Polish speedway rider

Krzysztof Cegielski (born 3 September 1979 in Poland) is a former Polish speedway rider who was a permanent Speedway Grand Prix rider in 2002 and 2003 season. He earned five international caps for the Poland speedway team.

== Career ==
Cegielski began racing for Gorzów during the 1996 Polish speedway season. He continued to ride for them before switching to Wybrzeże Gdańsk in 2001.

It was also in 2001 that Cegielski rode for Poole Pirates in the British speedway leagues. The following season in 2002, he moved to Start Gniezno and Eastbourne Eagles respectively.

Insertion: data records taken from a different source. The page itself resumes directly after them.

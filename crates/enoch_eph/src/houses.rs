//! Ascendant, midheaven, and Placidus house cusps.
//!
//! All three derive from local sidereal time and the mean obliquity.
//! Intermediate cusps use the Placidus semi-arc iteration: the cusp's
//! right ascension satisfies `ra = lst + offset + frac * AD(ra)` where
//! `AD` is the ascensional difference of the ecliptic point at `ra`.
//! The iteration has no solution where that point is circumpolar, so at
//! high latitudes the cusps degrade to equal houses from the ascendant
//! and the result is flagged.

use crate::GeoCoordinate;
use crate::riseset::{gmst_deg, obliquity_deg};

const DEG: f64 = std::f64::consts::PI / 180.0;

const PLACIDUS_ITERATIONS: u32 = 12;

/// House angles for one instant and place. Longitudes in degrees, [0, 360).
#[derive(Debug, Clone, Copy, PartialEq)]
pub struct HouseCusps {
    pub ascendant_deg: f64,
    pub midheaven_deg: f64,
    /// Cusp longitudes, house 1 first. Cusp 1 is the ascendant and cusp
    /// 10 the midheaven.
    pub cusps_deg: [f64; 12],
    /// False when the equal-house fallback replaced the Placidus arcs.
    pub placidus: bool,
}

fn norm360(deg: f64) -> f64 {
    deg.rem_euclid(360.0)
}

/// Ecliptic longitude of the ecliptic point with right ascension `ra_deg`.
fn ecliptic_lon_of_ra(ra_deg: f64, eps_rad: f64) -> f64 {
    let ra = ra_deg * DEG;
    norm360(ra.sin().atan2(ra.cos() * eps_rad.cos()) / DEG)
}

/// Ascensional difference (degrees) of the ecliptic point at `ra_deg`,
/// or `None` when the point is circumpolar at `lat_rad`.
fn ascensional_difference(ra_deg: f64, eps_rad: f64, lat_rad: f64) -> Option<f64> {
    // For ecliptic points, tan(dec) = tan(eps) * sin(ra).
    let tan_dec = eps_rad.tan() * (ra_deg * DEG).sin();
    let x = lat_rad.tan() * tan_dec;
    if x.abs() >= 1.0 {
        return None;
    }
    Some(x.asin() / DEG)
}

/// One cusp by semi-arc iteration: fixed point of
/// `ra = lst + offset + frac * AD(ra)`.
fn semi_arc_cusp(
    lst_deg: f64,
    offset_deg: f64,
    frac: f64,
    eps_rad: f64,
    lat_rad: f64,
) -> Option<f64> {
    let mut ra = lst_deg + offset_deg;
    for _ in 0..PLACIDUS_ITERATIONS {
        let ad = ascensional_difference(ra, eps_rad, lat_rad)?;
        ra = lst_deg + offset_deg + frac * ad;
    }
    Some(ecliptic_lon_of_ra(ra, eps_rad))
}

/// Ascendant, midheaven, and twelve house cusps at `jd_ut` for `geo`.
///
/// Never fails: where the Placidus arcs are undefined the cusps fall
/// back to equal houses and `placidus` is false.
pub fn house_cusps(jd_ut: f64, geo: &GeoCoordinate) -> HouseCusps {
    let lst = norm360(gmst_deg(jd_ut) + geo.longitude_deg());
    let eps = obliquity_deg(jd_ut) * DEG;
    let lat = geo.latitude_deg() * DEG;

    let midheaven_deg = ecliptic_lon_of_ra(lst, eps);
    let t = lst * DEG;
    let ascendant_deg =
        norm360(t.cos().atan2(-(t.sin() * eps.cos() + lat.tan() * eps.sin())) / DEG);

    // Eastern cusps between MC and IC; western ones are their opposites.
    let c11 = semi_arc_cusp(lst, 30.0, 1.0 / 3.0, eps, lat);
    let c12 = semi_arc_cusp(lst, 60.0, 2.0 / 3.0, eps, lat);
    let c2 = semi_arc_cusp(lst, 120.0, 2.0 / 3.0, eps, lat);
    let c3 = semi_arc_cusp(lst, 150.0, 1.0 / 3.0, eps, lat);

    if let (Some(c11), Some(c12), Some(c2), Some(c3)) = (c11, c12, c2, c3) {
        let cusps_deg = [
            ascendant_deg,
            c2,
            c3,
            norm360(midheaven_deg + 180.0),
            norm360(c11 + 180.0),
            norm360(c12 + 180.0),
            norm360(ascendant_deg + 180.0),
            norm360(c2 + 180.0),
            norm360(c3 + 180.0),
            midheaven_deg,
            c11,
            c12,
        ];
        return HouseCusps {
            ascendant_deg,
            midheaven_deg,
            cusps_deg,
            placidus: true,
        };
    }

    let mut cusps_deg = [0.0; 12];
    for (i, cusp) in cusps_deg.iter_mut().enumerate() {
        *cusp = norm360(ascendant_deg + 30.0 * i as f64);
    }
    HouseCusps {
        ascendant_deg,
        midheaven_deg,
        cusps_deg,
        placidus: false,
    }
}
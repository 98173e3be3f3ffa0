//! NOAA almanac sunset approximation.
//!
//! Closed-form solar position from day-of-year; no ephemeris backend
//! needed, so this path works unconditionally, including proleptic BCE
//! dates. Accuracy is a couple of minutes in the modern era. At polar
//! latitudes where no sunset exists the formula returns a fixed 18:00 UT
//! placeholder instead of failing; callers treat the value as a sentinel,
//! not as real data.

use enoch_time::julian::{calendar_to_jd, jd_to_calendar, midnight_of_day};

use crate::GeoCoordinate;

const DEG: f64 = std::f64::consts::PI / 180.0;

/// Zenith angle of the Sun's upper limb at rise/set, including refraction.
const ZENITH_DEG: f64 = 90.833;

/// Day of year (1-based) for the civil day starting at `jd0` (0h UT).
fn day_of_year(jd0: f64) -> f64 {
    let (y, _, _) = jd_to_calendar(jd0);
    jd0 - calendar_to_jd(y, 1, 1.0) + 1.0
}

/// Sunset instant (JD, UT) for the civil day containing `jd`.
///
/// Returns the 18:00 UT sentinel when the Sun does not set that day.
pub fn approx_sunset_jd(jd: f64, geo: &GeoCoordinate) -> f64 {
    let jd0 = midnight_of_day(jd);
    let n = day_of_year(jd0).floor();
    let lat = geo.latitude_deg();
    let lon = geo.longitude_deg();

    let lng_hour = lon / 15.0;
    let t = n + (18.0 - lng_hour) / 24.0;

    // Mean anomaly and true longitude of the Sun.
    let m = 0.9856 * t - 3.289;
    let m_r = m * DEG;
    let l = (m + 1.916 * m_r.sin() + 0.020 * (2.0 * m_r).sin() + 282.634).rem_euclid(360.0);
    let l_r = l * DEG;

    // Right ascension, forced into the same quadrant as L, in hours.
    let mut ra = (0.91764 * l_r.tan()).atan() / DEG;
    ra = ra.rem_euclid(360.0);
    let l_quadrant = (l / 90.0).floor() * 90.0;
    let ra_quadrant = (ra / 90.0).floor() * 90.0;
    ra = (ra + (l_quadrant - ra_quadrant)) / 15.0;

    let sin_dec = 0.39782 * l_r.sin();
    let cos_dec = sin_dec.asin().cos();

    let cos_h =
        ((ZENITH_DEG * DEG).cos() - sin_dec * (lat * DEG).sin()) / (cos_dec * (lat * DEG).cos());
    if !(-1.0..=1.0).contains(&cos_h) {
        // Polar day or night: sentinel 18:00 UT.
        return jd0 + 0.75;
    }

    let h = cos_h.acos() / DEG / 15.0;
    let t_local = h + ra - 0.06571 * t - 6.622;
    let ut = (t_local - lng_hour).rem_euclid(24.0);

    jd0 + ut / 24.0
}
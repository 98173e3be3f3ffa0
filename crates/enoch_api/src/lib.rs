//! Typed request/response layer and orchestration for the Enoch calendar
//! engine: year scans (epoch, day records, bucketed events, alignments)
//! and single-instant queries.
//!
//! No transport lives here; hosts embed these functions behind whatever
//! surface they choose. Errors carry a 400/500 status class and a
//! serializable body.

mod error;
pub mod instant;
pub mod request;
pub mod response;
pub mod year;

pub use enoch_search::BodySet;
pub use error::{ApiError, ErrorBody};
pub use instant::instant_query;
pub use request::{InstantRequest, YearRequest, datetime_to_jd};
pub use response::{
    DayView, EnochDateView, EventView, HouseAngleView, HouseCuspView, HousesData,
    InstantResponse, PlanetPosition, YearResponse,
};
pub use year::year_scan;
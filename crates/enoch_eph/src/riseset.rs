//! Oracle-based sunset computation.
//!
//! Hour-angle method: convert the Sun's ecliptic longitude to equatorial
//! coordinates, derive the setting hour angle for the standard refracted
//! altitude (-0.8333 deg), and iterate against Greenwich sidereal time
//! until the setting instant converges. Five iterations suffice because
//! the Sun's coordinates change slowly over a day.

use tracing::debug;

use crate::{Body, Ephemeris, EphemerisError, GeoCoordinate};

const DEG: f64 = std::f64::consts::PI / 180.0;

/// Refracted-limb altitude of the Sun at rise/set (degrees).
const SET_ALTITUDE_DEG: f64 = -0.8333;

/// Sidereal rate in degrees per day.
const SIDEREAL_RATE: f64 = 360.985_647_366_29;

const MAX_ITERATIONS: usize = 5;

/// Outcome of a sunset computation for one civil day.
#[derive(Debug, Clone, Copy, PartialEq)]
pub enum SunsetOutcome {
    /// Sunset occurs; the JD (UT) of the event.
    Event(f64),
    /// Sun stays below the horizon all day (polar night).
    NeverRises,
    /// Sun stays above the horizon all day (midnight sun).
    NeverSets,
}

/// Mean Greenwich sidereal time in degrees at `jd` (UT).
pub(crate) fn gmst_deg(jd: f64) -> f64 {
    (280.460_618_37 + SIDEREAL_RATE * (jd - 2_451_545.0)).rem_euclid(360.0)
}

/// Mean obliquity of the ecliptic in degrees.
pub(crate) fn obliquity_deg(jd: f64) -> f64 {
    let t = (jd - 2_451_545.0) / 36_525.0;
    23.439_291_1 - 0.013_004_2 * t
}

/// Sun's right ascension and declination (degrees) from its ecliptic longitude.
fn sun_equatorial(eph: &dyn Ephemeris, jd: f64) -> Result<(f64, f64), EphemerisError> {
    let sun = eph.ecliptic(Body::Sun, jd)?;
    let lam = sun.lon_deg * DEG;
    let eps = obliquity_deg(jd) * DEG;
    let ra = (eps.cos() * lam.sin()).atan2(lam.cos()) / DEG;
    let dec = (eps.sin() * lam.sin()).asin() / DEG;
    Ok((ra.rem_euclid(360.0), dec))
}

fn wrap_pm180(deg: f64) -> f64 {
    let mut d = deg % 360.0;
    if d > 180.0 {
        d -= 360.0;
    } else if d <= -180.0 {
        d += 360.0;
    }
    d
}

/// Compute the sunset instant for the civil day starting at `jd0` (0h UT).
///
/// Iterates the hour-angle condition; returns `NeverRises`/`NeverSets`
/// at polar latitudes where the setting hour angle does not exist.
pub fn sunset_jd(
    eph: &dyn Ephemeris,
    jd0: f64,
    geo: &GeoCoordinate,
) -> Result<SunsetOutcome, EphemerisError> {
    let lat = geo.latitude_deg() * DEG;
    let lon = geo.longitude_deg();

    // First guess: 18:00 local mean time.
    let mut t = jd0 + 0.75 - lon / 360.0;

    for _ in 0..MAX_ITERATIONS {
        let (ra, dec) = sun_equatorial(eph, t)?;
        let dec_r = dec * DEG;

        let cos_h =
            ((SET_ALTITUDE_DEG * DEG).sin() - lat.sin() * dec_r.sin()) / (lat.cos() * dec_r.cos());
        if cos_h > 1.0 {
            debug!(jd0, lat = geo.latitude_deg(), "polar night, sun never rises");
            return Ok(SunsetOutcome::NeverRises);
        }
        if cos_h < -1.0 {
            debug!(jd0, lat = geo.latitude_deg(), "midnight sun, sun never sets");
            return Ok(SunsetOutcome::NeverSets);
        }
        let h_set = cos_h.acos() / DEG; // setting hour angle, positive west

        // Local hour angle of the Sun right now.
        let lha = wrap_pm180(gmst_deg(t) + lon - ra);
        let correction = wrap_pm180(h_set - lha) / SIDEREAL_RATE;
        t += correction;
        if correction.abs() < 1e-7 {
            break;
        }
    }

    Ok(SunsetOutcome::Event(t))
}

In 2003, Cegielski was involved in an on-track crash in a Swedish League. The resulting spinal cord injury left him partially paralysed, and ended his racing career. He has remained close to the speedway world, acting as a speedway manager and expert. After over a decade of determined and laborious rehabilitation, he managed to get back on his feet, and is now able to walk short distances.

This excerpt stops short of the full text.